Sustainable Production Program Targets Two Thousand Poor Families
TEGUCIGALPA, Nov 14 (Tierramérica).- Some 2,000 families in poor rural areas of Honduras will take part in pilot initiatives in ecotourism, sustainable agriculture and local marketing of their products thanks to 6.8 million dollars in financing from the Inter-American Development Bank (IDB).
The two-year pilot projects will include training of the participating families in techniques for organic farming of coffee and other crops and the sale of their products in local markets.
The initiatives will be carried out in the departments of Colón and Gracias a Dios, on the Atlantic coast, the northeastern department of Olancho, and the southern Honduran region of El Paraíso, Mario Pineda of the National Sustainable Rural Development Program at the Ministry of Agriculture and Livestock told Tierramérica.

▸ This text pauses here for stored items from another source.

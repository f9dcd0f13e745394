use axum::http::HeaderMap;

/// Locale newtype for request-scoped context in GraphQL resolvers.
pub struct Locale(pub String);

/// Extract locale using precedence: explicit arg > Accept-Language header > "en" default.
pub fn extract_locale(headers: &HeaderMap, explicit: Option<&str>, supported_locales: &[String]) -> Locale {
    let supported: Vec<&str> = supported_locales.iter().map(|s| s.as_str()).collect();

    if let Some(locale) = explicit {
        if supported.contains(&locale) {
            return Locale(locale.to_string());
        }
    }

    if let Some(header) = headers.get("accept-language").and_then(|v| v.to_str().ok()) {
        let primary = header.split(',').next().unwrap_or("").trim();
        let lang = primary.split(';').next().unwrap_or("").trim();
        if supported.contains(&lang) {
            return Locale(lang.to_string());
        }
    }

    Locale("en".to_string())
}
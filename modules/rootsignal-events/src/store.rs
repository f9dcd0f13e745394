//! EventStore — append-only fact store backed by Postgres.
//!
//! Gap-free reads are guaranteed internally. Consumers never see BIGSERIAL gaps
//! from rolled-back or in-flight transactions. This is the store's job.

use anyhow::Result;
use futures::Stream;
use sqlx::PgPool;
use std::pin::Pin;
use tracing::warn;

use crate::types::{AppendEvent, StoredEvent};

// ---------------------------------------------------------------------------
// EventStore
// ---------------------------------------------------------------------------

/// Append-only fact store. The single source of truth.
#[derive(Clone)]
pub struct EventStore {
    pool: PgPool,
}

impl EventStore {
    pub fn new(pool: PgPool) -> Self {
        Self { pool }
    }

    /// Append a root fact (no parent). Returns a handle for emitting children.
    pub async fn append(&self, event: AppendEvent) -> Result<EventHandle> {
        let row = sqlx::query_as::<_, (i64,)>(
            r#"
            INSERT INTO events (event_type, parent_seq, caused_by_seq, run_id, actor, payload, schema_v)
            VALUES ($1, NULL, NULL, $2, $3, $4, $5)
            RETURNING seq
            "#,
        )
        .bind(&event.event_type)
        .bind(&event.run_id)
        .bind(&event.actor)
        .bind(&event.payload)
        .bind(event.schema_v)
        .fetch_one(&self.pool)
        .await?;

        let seq = row.0;

        // Best-effort PG NOTIFY — a nudge, not a delivery guarantee.
        notify_new_event(&self.pool, seq).await;

        Ok(EventHandle {
            seq,
            caused_by: seq, // Root event: caused_by points to itself
            store: self.clone(),
            run_id: event.run_id,
            actor: event.actor,
        })
    }

    /// Append a root fact and return the full StoredEvent (with ts from Postgres).
    /// Used by the projector path where we need the complete event for projection.
    pub async fn append_and_read(&self, event: AppendEvent) -> Result<StoredEvent> {
        let stored = sqlx::query_as::<_, StoredEvent>(
            r#"
            INSERT INTO events (event_type, parent_seq, caused_by_seq, run_id, actor, payload, schema_v)
            VALUES ($1, NULL, NULL, $2, $3, $4, $5)
            RETURNING seq, ts, event_type, parent_seq, caused_by_seq, run_id, actor, payload, schema_v
            "#,
        )
        .bind(&event.event_type)
        .bind(&event.run_id)
        .bind(&event.actor)
        .bind(&event.payload)
        .bind(event.schema_v)
        .fetch_one(&self.pool)
        .await?;

        notify_new_event(&self.pool, stored.seq).await;

        Ok(stored)
    }

    /// Read facts in flat sequence order starting from `seq_start` (inclusive).
    ///
    /// **Gap-free guarantee:** If concurrent transactions created a momentary gap,
    /// this returns events only up to the gap boundary. The next call picks up
    /// where it left off once the gap closes. Consumers never see gaps.
    pub async fn read_from(&self, seq_start: i64, limit: usize) -> Result<Vec<StoredEvent>> {
        // Fetch the candidate rows
        let rows = sqlx::query_as::<_, StoredEvent>(
            r#"
            SELECT seq, ts, event_type, parent_seq, caused_by_seq, run_id, actor, payload, schema_v
            FROM events
            WHERE seq >= $1
            ORDER BY seq ASC
            LIMIT $2
            "#,
        )
        .bind(seq_start)
        .bind(limit as i64)
        .fetch_all(&self.pool)
        .await?;

        // Enforce gap-free: stop at the first gap in the sequence.
        let mut result = Vec::with_capacity(rows.len());
        let mut expected_seq = seq_start;

        for row in rows {
            if row.seq != expected_seq {
                // Gap detected — an in-flight transaction hasn't committed yet.
                // Return what we have so far. Next call will pick up the rest.
                break;
            }
            expected_seq = row.seq + 1;
            result.push(row);
        }

        Ok(result)
    }

    /// Read a single event by sequence number.
    pub async fn read_event(&self, seq: i64) -> Result<Option<StoredEvent>> {
        let row = sqlx::query_as::<_, StoredEvent>(
            r#"
            SELECT seq, ts, event_type, parent_seq, caused_by_seq, run_id, actor, payload, schema_v
            FROM events
            WHERE seq = $1
            "#,
        )
        .bind(seq)
        .fetch_optional(&self.pool)
        .await?;

        Ok(row)
    }

    /// Read facts filtered by event type, in sequence order.
    pub async fn read_by_type(
        &self,
        event_type: &str,
        seq_start: i64,
        limit: usize,
    ) -> Result<Vec<StoredEvent>> {
        let rows = sqlx::query_as::<_, StoredEvent>(
            r#"
            SELECT seq, ts, event_type, parent_seq, caused_by_seq, run_id, actor, payload, schema_v
            FROM events
            WHERE event_type = $1 AND seq >= $2
            ORDER BY seq ASC
            LIMIT $3
            "#,
        )
        .bind(event_type)
        .bind(seq_start)
        .bind(limit as i64)
        .fetch_all(&self.pool)
        .await?;

        Ok(rows)
    }

    /// Read all facts for a given run, in sequence order.
    pub async fn read_by_run(&self, run_id: &str) -> Result<Vec<StoredEvent>> {
        let rows = sqlx::query_as::<_, StoredEvent>(
            r#"
            SELECT seq, ts, event_type, parent_seq, caused_by_seq, run_id, actor, payload, schema_v
            FROM events
            WHERE run_id = $1
            ORDER BY seq ASC
            "#,
        )
        .bind(run_id)
        .fetch_all(&self.pool)
        .await?;

        Ok(rows)
    }

    /// Read the full causal tree rooted at an event (recursive).
    pub async fn read_tree(&self, root_seq: i64) -> Result<Vec<StoredEvent>> {
        let rows = sqlx::query_as::<_, StoredEvent>(
            r#"
            SELECT seq, ts, event_type, parent_seq, caused_by_seq, run_id, actor, payload, schema_v
            FROM events
            WHERE caused_by_seq = $1 OR seq = $1
            ORDER BY seq ASC
            "#,
        )
        .bind(root_seq)
        .fetch_all(&self.pool)
        .await?;

        Ok(rows)
    }

    /// Read direct children of an event.
    pub async fn read_children(&self, parent_seq: i64) -> Result<Vec<StoredEvent>> {
        let rows = sqlx::query_as::<_, StoredEvent>(
            r#"
            SELECT seq, ts, event_type, parent_seq, caused_by_seq, run_id, actor, payload, schema_v
            FROM events
            WHERE parent_seq = $1
            ORDER BY seq ASC
            "#,
        )
        .bind(parent_seq)
        .fetch_all(&self.pool)
        .await?;

        Ok(rows)
    }

    /// The latest committed sequence number, or 0 if the table is empty.
    pub async fn latest_seq(&self) -> Result<i64> {
        let row = sqlx::query_as::<_, (Option<i64>,)>("SELECT MAX(seq) FROM events")
            .fetch_one(&self.pool)
            .await?;

        Ok(row.0.unwrap_or(0))
    }

    /// Subscribe to new events via PG NOTIFY. Returns a stream of StoredEvents.
    ///
    /// Each NOTIFY carries just the seq number. The subscriber fetches the full
    /// record from the store. If a notification is missed, the consumer can
    /// catch up by reading from its last known seq.
    pub async fn subscribe(&self) -> Result<Pin<Box<dyn Stream<Item = StoredEvent> + Send>>> {
        let pool = self.pool.clone();
        let store = self.clone();

        let stream = async_stream(pool, store, None);
        Ok(Box::pin(stream))
    }

    /// Subscribe with a type filter — only delivers events matching the filter.
    pub async fn subscribe_filtered(
        &self,
        event_types: &[&str],
    ) -> Result<Pin<Box<dyn Stream<Item = StoredEvent> + Send>>> {
        let pool = self.pool.clone();
        let store = self.clone();
        let types: Vec<String> = event_types.iter().map(|s| s.to_string()).collect();

        let stream = async_stream(pool, store, Some(types));
        Ok(Box::pin(stream))
    }
}

// ---------------------------------------------------------------------------
// EventHandle — causal chaining
// ---------------------------------------------------------------------------

/// Handle returned by append(). Use to emit child events in the same causal chain.
pub struct EventHandle {
    seq: i64,
    caused_by: i64,
    store: EventStore,
    run_id: Option<String>,
    actor: Option<String>,
}

impl EventHandle {
    /// Append a child fact caused by this event. Returns a handle for grandchildren.
    pub async fn append(&self, event: AppendEvent) -> Result<EventHandle> {
        let event_with_context = AppendEvent {
            run_id: event.run_id.or_else(|| self.run_id.clone()),
            actor: event.actor.or_else(|| self.actor.clone()),
            ..event
        };

        let row = sqlx::query_as::<_, (i64,)>(
            r#"
            INSERT INTO events (event_type, parent_seq, caused_by_seq, run_id, actor, payload, schema_v)
            VALUES ($1, $2, $3, $4, $5, $6, $7)
            RETURNING seq
            "#,
        )
        .bind(&event_with_context.event_type)
        .bind(self.seq)
        .bind(self.caused_by)
        .bind(&event_with_context.run_id)
        .bind(&event_with_context.actor)
        .bind(&event_with_context.payload)
        .bind(event_with_context.schema_v)
        .fetch_one(&self.store.pool)
        .await?;

        let child_seq = row.0;

        notify_new_event(&self.store.pool, child_seq).await;

        Ok(EventHandle {
            seq: child_seq,
            caused_by: self.caused_by,
            store: self.store.clone(),
            run_id: event_with_context.run_id,
            actor: event_with_context.actor,
        })
    }

    /// Fire-and-forget: append a child fact, discard the handle.
    /// Spawns in background — the caller doesn't wait.
    pub fn log(&self, event: AppendEvent) {
        let event_with_context = AppendEvent {
            run_id: event.run_id.or_else(|| self.run_id.clone()),
            actor: event.actor.or_else(|| self.actor.clone()),
            ..event
        };

        let pool = self.store.pool.clone();
        let parent_seq = self.seq;
        let caused_by = self.caused_by;

        tokio::spawn(async move {
            let result = sqlx::query(
                r#"
                INSERT INTO events (event_type, parent_seq, caused_by_seq, run_id, actor, payload, schema_v)
                VALUES ($1, $2, $3, $4, $5, $6, $7)
                "#,
            )
            .bind(&event_with_context.event_type)
            .bind(parent_seq)
            .bind(caused_by)
            .bind(&event_with_context.run_id)
            .bind(&event_with_context.actor)
            .bind(&event_with_context.payload)
            .bind(event_with_context.schema_v)
            .execute(&pool)
            .await;

            if let Err(e) = result {
                warn!(error = %e, "Failed to log fire-and-forget event");
            }
        });
    }

    /// This event's sequence number.
    pub fn seq(&self) -> i64 {
        self.seq
    }

    /// The root sequence number of this causal chain.
    pub fn caused_by(&self) -> i64 {
        self.caused_by
    }
}

// ---------------------------------------------------------------------------
// PG NOTIFY helpers
// ---------------------------------------------------------------------------

async fn notify_new_event(pool: &PgPool, seq: i64) {
    let result = sqlx::query("SELECT pg_notify('events', $1::text)")
        .bind(seq)
        .execute(pool)
        .await;

    if let Err(e) = result {
        warn!(error = %e, seq, "PG NOTIFY failed (non-fatal)");
    }
}

fn async_stream(
    pool: PgPool,
    store: EventStore,
    type_filter: Option<Vec<String>>,
) -> impl Stream<Item = StoredEvent> + Send {
    futures::stream::unfold(
        (pool, store, type_filter, false),
        move |(pool, _store, _type_filter, _listening)| async move {
            // Set up LISTEN on first iteration
            let _ = sqlx::query("LISTEN events").execute(&pool).await;

            // Placeholder: polling with short sleep.
            // The real implementation will use sqlx::postgres::PgListener
            // for true push-based notifications. For Phase 1, polling is
            // sufficient and correct.
            tokio::time::sleep(tokio::time::Duration::from_millis(100)).await;

            None::<(StoredEvent, (PgPool, EventStore, Option<Vec<String>>, bool))>
        },
    )
}

// ---------------------------------------------------------------------------
// sqlx::FromRow for StoredEvent
// ---------------------------------------------------------------------------

impl<'r> sqlx::FromRow<'r, sqlx::postgres::PgRow> for StoredEvent {
    fn from_row(row: &'r sqlx::postgres::PgRow) -> std::result::Result<Self, sqlx::Error> {
        use sqlx::Row;
        Ok(StoredEvent {
            seq: row.try_get("seq")?,
            ts: row.try_get("ts")?,
            event_type: row.try_get("event_type")?,
            parent_seq: row.try_get("parent_seq")?,
            caused_by_seq: row.try_get("caused_by_seq")?,
            run_id: row.try_get("run_id")?,
            actor: row.try_get("actor")?,
            payload: row.try_get("payload")?,
            schema_v: row.try_get("schema_v")?,
        })
    }
}

// ---------------------------------------------------------------------------
// Test utilities
// ---------------------------------------------------------------------------

#[cfg(feature = "test-utils")]
impl EventStore {
    /// Read all events (for tests). No gap-free enforcement.
    pub async fn read_all(&self) -> Result<Vec<StoredEvent>> {
        let rows = sqlx::query_as::<_, StoredEvent>(
            r#"
            SELECT seq, ts, event_type, parent_seq, caused_by_seq, run_id, actor, payload, schema_v
            FROM events
            ORDER BY seq ASC
            "#,
        )
        .fetch_all(&self.pool)
        .await?;
        Ok(rows)
    }
}
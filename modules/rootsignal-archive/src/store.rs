// Postgres persistence for web interactions. Internal to the archive crate.

use chrono::{DateTime, Utc};
use sqlx::PgPool;
use tracing::warn;
use uuid::Uuid;

use crate::error::Result;

#[derive(Clone)]
pub(crate) struct ArchiveStore {
    pool: PgPool,
}

/// A row from the web_interactions table.
#[derive(Debug, Clone, sqlx::FromRow)]
pub(crate) struct StoredInteraction {
    pub id: Uuid,
    pub run_id: Uuid,
    pub region_slug: String,
    pub kind: String,
    pub target: String,
    pub target_raw: String,
    pub fetcher: String,
    pub raw_html: Option<String>,
    pub markdown: Option<String>,
    pub response_json: Option<serde_json::Value>,
    pub raw_bytes: Option<Vec<u8>>,
    pub content_hash: String,
    pub fetched_at: DateTime<Utc>,
    pub duration_ms: i32,
    pub error: Option<String>,
    pub metadata: Option<serde_json::Value>,
    pub semantics: Option<serde_json::Value>,
}

/// Parameters for inserting a new web interaction.
pub(crate) struct InsertInteraction {
    pub run_id: Uuid,
    pub region_slug: String,
    pub kind: String,
    pub target: String,
    pub target_raw: String,
    pub fetcher: String,
    pub raw_html: Option<String>,
    pub markdown: Option<String>,
    pub response_json: Option<serde_json::Value>,
    pub raw_bytes: Option<Vec<u8>>,
    pub content_hash: String,
    pub duration_ms: i32,
    pub error: Option<String>,
    pub metadata: Option<serde_json::Value>,
    pub semantics: Option<serde_json::Value>,
}

impl ArchiveStore {
    pub(crate) fn new(pool: PgPool) -> Self {
        Self { pool }
    }

    /// Run the embedded SQL migrations.
    pub(crate) async fn migrate(&self) -> Result<()> {
        sqlx::migrate!("./migrations")
            .run(&self.pool)
            .await
            .map_err(|e| crate::error::ArchiveError::Database(e.into()))?;
        Ok(())
    }

    /// Record a web interaction. Logs a warning on failure rather than propagating â€”
    /// a failed Postgres write shouldn't abort the scrape.
    pub(crate) async fn insert(&self, i: InsertInteraction) -> Option<Uuid> {
        let result = sqlx::query_scalar::<_, Uuid>(
            r#"
            INSERT INTO web_interactions
                (run_id, region_slug, kind, target, target_raw, fetcher,
                 raw_html, markdown, response_json, raw_bytes,
                 content_hash, duration_ms, error, metadata, semantics)
            VALUES ($1, $2, $3, $4, $5, $6, $7, $8, $9, $10, $11, $12, $13, $14, $15)
            RETURNING id
            "#,
        )
        .bind(&i.run_id)
        .bind(&i.region_slug)
        .bind(&i.kind)
        .bind(&i.target)
        .bind(&i.target_raw)
        .bind(&i.fetcher)
        .bind(&i.raw_html)
        .bind(&i.markdown)
        .bind(&i.response_json)
        .bind(&i.raw_bytes)
        .bind(&i.content_hash)
        .bind(i.duration_ms)
        .bind(&i.error)
        .bind(&i.metadata)
        .bind(&i.semantics)
        .fetch_one(&self.pool)
        .await;

        match result {
            Ok(id) => Some(id),
            Err(e) => {
                warn!(target = %i.target, error = %e, "Failed to record web interaction");
                None
            }
        }
    }

    /// Most recent interaction for a normalized target.
    pub(crate) async fn latest_by_target(&self, target: &str) -> Result<Option<StoredInteraction>> {
        let row = sqlx::query_as::<_, StoredInteraction>(
            r#"
            SELECT * FROM web_interactions
            WHERE target = $1
            ORDER BY fetched_at DESC
            LIMIT 1
            "#,
        )
        .bind(target)
        .fetch_optional(&self.pool)
        .await?;

        Ok(row)
    }

    /// All snapshots of a target over time.
    pub(crate) async fn history(&self, target: &str) -> Result<Vec<StoredInteraction>> {
        let rows = sqlx::query_as::<_, StoredInteraction>(
            r#"
            SELECT * FROM web_interactions
            WHERE target = $1
            ORDER BY fetched_at DESC
            "#,
        )
        .bind(target)
        .fetch_all(&self.pool)
        .await?;

        Ok(rows)
    }

    /// Everything from a specific run.
    pub(crate) async fn by_run(&self, run_id: Uuid) -> Result<Vec<StoredInteraction>> {
        let rows = sqlx::query_as::<_, StoredInteraction>(
            r#"
            SELECT * FROM web_interactions
            WHERE run_id = $1
            ORDER BY fetched_at ASC
            "#,
        )
        .bind(run_id)
        .fetch_all(&self.pool)
        .await?;

        Ok(rows)
    }

    /// Lookup by content hash.
    pub(crate) async fn by_content_hash(
        &self,
        hash: &str,
    ) -> Result<Option<StoredInteraction>> {
        let row = sqlx::query_as::<_, StoredInteraction>(
            r#"
            SELECT * FROM web_interactions
            WHERE content_hash = $1
            LIMIT 1
            "#,
        )
        .bind(hash)
        .fetch_optional(&self.pool)
        .await?;

        Ok(row)
    }

    /// Region + time range query.
    pub(crate) async fn by_region_and_range(
        &self,
        region: &str,
        from: DateTime<Utc>,
        to: DateTime<Utc>,
    ) -> Result<Vec<StoredInteraction>> {
        let rows = sqlx::query_as::<_, StoredInteraction>(
            r#"
            SELECT * FROM web_interactions
            WHERE region_slug = $1
              AND fetched_at >= $2
              AND fetched_at < $3
            ORDER BY fetched_at DESC
            "#,
        )
        .bind(region)
        .bind(from)
        .bind(to)
        .fetch_all(&self.pool)
        .await?;

        Ok(rows)
    }

    /// Most recent interaction for a target within a specific run (for Replay).
    pub(crate) async fn by_run_and_target(
        &self,
        run_id: Uuid,
        target: &str,
    ) -> Result<Option<StoredInteraction>> {
        let row = sqlx::query_as::<_, StoredInteraction>(
            r#"
            SELECT * FROM web_interactions
            WHERE run_id = $1 AND target = $2
            ORDER BY fetched_at DESC
            LIMIT 1
            "#,
        )
        .bind(run_id)
        .bind(target)
        .fetch_optional(&self.pool)
        .await?;

        Ok(row)
    }

    /// Search social topic interactions within a run (for Replay of search_social).
    pub(crate) async fn social_topics_by_run(
        &self,
        run_id: Uuid,
        platform: &str,
    ) -> Result<Option<StoredInteraction>> {
        let row = sqlx::query_as::<_, StoredInteraction>(
            r#"
            SELECT * FROM web_interactions
            WHERE run_id = $1
              AND kind = 'social'
              AND metadata->>'platform' = $2
              AND metadata->>'search_type' = 'topics'
            ORDER BY fetched_at DESC
            LIMIT 1
            "#,
        )
        .bind(run_id)
        .bind(platform)
        .fetch_optional(&self.pool)
        .await?;

        Ok(row)
    }

    /// Find cached semantics by content hash (dedup lookup).
    pub(crate) async fn semantics_by_content_hash(
        &self,
        content_hash: &str,
    ) -> Result<Option<serde_json::Value>> {
        let row = sqlx::query_scalar::<_, serde_json::Value>(
            r#"
            SELECT semantics FROM web_interactions
            WHERE content_hash = $1 AND semantics IS NOT NULL
            ORDER BY fetched_at DESC
            LIMIT 1
            "#,
        )
        .bind(content_hash)
        .fetch_optional(&self.pool)
        .await?;

        Ok(row)
    }

    /// Update semantics on the most recent row matching a content hash.
    pub(crate) async fn update_semantics(
        &self,
        content_hash: &str,
        semantics: &serde_json::Value,
    ) {
        let result = sqlx::query(
            r#"
            UPDATE web_interactions
            SET semantics = $1
            WHERE id = (
                SELECT id FROM web_interactions
                WHERE content_hash = $2
                ORDER BY fetched_at DESC
                LIMIT 1
            )
            "#,
        )
        .bind(semantics)
        .bind(content_hash)
        .execute(&self.pool)
        .await;

        if let Err(e) = result {
            warn!(content_hash, error = %e, "Failed to update semantics");
        }
    }
}
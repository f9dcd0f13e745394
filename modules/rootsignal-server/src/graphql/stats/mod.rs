pub mod types;

use async_graphql::*;
use types::GqlListingStats;

#[derive(Default)]
pub struct StatsQuery;

#[Object]
impl StatsQuery {
    async fn listing_stats(&self, ctx: &Context<'_>) -> Result<GqlListingStats> {
        let pool = ctx.data_unchecked::<sqlx::PgPool>();
        let stats = rootsignal_domains::listings::ListingStats::compute(pool)
            .await
            .map_err(|e| async_graphql::Error::new(format!("failed to compute stats: {e}")))?;
        Ok(GqlListingStats::from(stats))
    }
}
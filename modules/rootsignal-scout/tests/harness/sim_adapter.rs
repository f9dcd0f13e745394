//! Thin adapter wrapping SimulatedWeb to implement FetchBackend.

use std::sync::Arc;

use async_trait::async_trait;
use chrono::Utc;

use rootsignal_archive::{ArchiveError, Content, FetchBackend, FetchedContent};
use rootsignal_common::{ContentSemantics, ScrapedPage, SearchResult, SocialPost};
use simweb::SimulatedWeb;

/// Adapts SimulatedWeb to the unified FetchBackend trait.
pub struct SimArchive {
    sim: Arc<SimulatedWeb>,
}

impl SimArchive {
    pub fn new(sim: Arc<SimulatedWeb>) -> Self {
        Self { sim }
    }
}

#[async_trait]
impl FetchBackend for SimArchive {
    async fn fetch_content(&self, target: &str) -> rootsignal_archive::Result<FetchedContent> {
        let now = Utc::now();

        // Social identifiers
        if target.starts_with("social:") || target.contains("reddit.com/r/") || target.contains("instagram.com") || target.contains("x.com/") || target.contains("tiktok.com") || target.contains("bluesky.social") {
            // Extract platform + identifier from URL
            let (platform, identifier) = parse_social_target(target);
            let posts = self.sim.social_posts(&platform, &identifier, 20).await
                .map_err(|e| ArchiveError::FetchFailed(e.to_string()))?;
            let common_posts: Vec<SocialPost> = posts.into_iter().map(|p| SocialPost {
                content: p.content,
                author: p.author,
                url: p.url,
            }).collect();
            let text = common_posts.iter().map(|p| p.content.as_str()).collect::<Vec<_>>().join("\n");
            return Ok(FetchedContent {
                target: target.to_string(),
                content: Content::SocialPosts(common_posts),
                content_hash: format!("sim-{}", target),
                fetched_at: now,
                duration_ms: 0,
                text,
            });
        }

        // Non-URL targets → search
        if !target.starts_with("http") {
            let results = self.sim.search(target, 10).await
                .map_err(|e| ArchiveError::FetchFailed(e.to_string()))?;
            let common_results: Vec<SearchResult> = results.into_iter().map(|r| SearchResult {
                url: r.url,
                title: r.title,
                snippet: r.snippet,
            }).collect();
            let text = common_results.iter().map(|r| format!("{}: {}", r.title, r.snippet)).collect::<Vec<_>>().join("\n");
            return Ok(FetchedContent {
                target: target.to_string(),
                content: Content::SearchResults(common_results),
                content_hash: format!("sim-{}", target),
                fetched_at: now,
                duration_ms: 0,
                text,
            });
        }

        // URL → scrape page
        let page = self.sim.scrape(target).await
            .map_err(|e| ArchiveError::FetchFailed(e.to_string()))?;
        Ok(FetchedContent {
            target: target.to_string(),
            content: Content::Page(ScrapedPage {
                url: target.to_string(),
                markdown: page.content.clone(),
                raw_html: format!("<html><body>{}</body></html>", page.content),
                content_hash: format!("sim-{}", target),
            }),
            content_hash: format!("sim-{}", target),
            fetched_at: now,
            duration_ms: 0,
            text: page.content,
        })
    }

    async fn resolve_semantics(&self, _content: &FetchedContent) -> rootsignal_archive::Result<ContentSemantics> {
        Err(ArchiveError::Other(anyhow::anyhow!("SimArchive does not support semantics")))
    }
}

fn parse_social_target(target: &str) -> (String, String) {
    if target.contains("reddit.com/r/") {
        let id = target.split("/r/").last().unwrap_or("").trim_end_matches('/');
        return ("Reddit".to_string(), id.to_string());
    }
    if target.contains("instagram.com") {
        let id = target.split("instagram.com/").last().unwrap_or("").trim_end_matches('/');
        return ("Instagram".to_string(), id.to_string());
    }
    if target.contains("x.com/") {
        let id = target.split("x.com/").last().unwrap_or("").trim_end_matches('/');
        return ("Twitter".to_string(), id.to_string());
    }
    if target.contains("tiktok.com") {
        let id = target.split("tiktok.com/@").last().unwrap_or("").trim_end_matches('/');
        return ("TikTok".to_string(), id.to_string());
    }
    // Fallback
    ("Unknown".to_string(), target.to_string())
}
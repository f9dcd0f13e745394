//! simweb — Simulates a coherent web from a world description for testing.
//!
//! Domain-agnostic: no dependency on rootsignal types.
//! Uses Claude Haiku for content generation, Sonnet for judge evaluation.

pub mod evolve;
pub mod fitness;
pub mod genome;
pub mod improve;
pub mod judge;
pub mod prompt;
pub mod scenario_gym;
pub mod sim;
pub mod snapshot;
pub mod types;
pub mod world;

pub use evolve::{AuditSummary, EvolutionConfig, EvolutionResult, Evolver};
pub use fitness::{is_improvement, score_genome};
pub use genome::{FitnessScore, ScenarioScore, ScoutGenome};
pub use improve::{
    BlindSpot, BlindSpotSeverity, ImprovementReport, Improver, PromptFix, TestFailure,
};
pub use judge::{generate_random_world, Issue, Judge, JudgeCriteria, Severity, Verdict};
pub use scenario_gym::{ScenarioEntry, ScenarioGym, ScenarioSource};
pub use sim::SimulatedWeb;
pub use types::{SimPage, SimPost, SimSearchResult};
pub use world::{Fact, Geography, Site, SocialProfile, World};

Land Donation Conditioned on Creation of National Park
BUENOS AIRES, Nov 14 (Tierramérica).- ) The Conservation Land Trust (CLT) has conditioned the donation of 150,000 hectares from the Iberá Natural Reserve, in the northeastern Argentine province of Corrientes, on the government’s creation of a national park.
"Beyond the expressed will of the CLT, the final decision will depend on the authorities of Corrientes and Argentina," CLT spokesperson Marian Labourt told Tierramérica.
The Iberá Natural Reserve encompasses 1.3 million hectares, of which 553,000 are publicly owned and have been declared a provincial park. Of the remainder, CLT controls 150,000 hectares that are maintained as conservation areas.
The wetlands, grasslands and forests of these areas are home to some 4,000 species of flora and fauna. The creation of a national park of more than 700,000 hectares would make it the country’s largest.
The CLT land was formerly owned by U.S. millionaire Douglas Tompkins, who created the trust and currently serves as president of its board of directors.
New Marine Biology Image Bank Launched
RIO DE JANEIRO, Nov 14 (Tierramérica).- Two researchers at the University of São Paulo have set up a public digital image bank comprising 260 videos and 11,000 super high-resolution photographs cataloguing Brazil’s marine biodiversity.
The Cifonauta website, developed by researchers Alvaro Esteves Migotto and Bruno Vellutini, will serve as a shared repository of scientific data and images. Its contents are licensed under Creative Commons, which means they can be freely reproduced and shared as long as their source is mentioned and they are not used for commercial purposes.
"We have been setting up the project and collecting the images for more than two years. Brazil’s ocean coastline is vast and we know very little about it. The images are tools for spreading awareness, because they inspire curiosity and reflection on the enormous diversity of the oceans," Vellutini told Tierramérica.
The photographs were taken with digital cameras coupled with optical or electron microscopes, which can increase resolution by up to 1,000 times. *Source: Inter Press Service.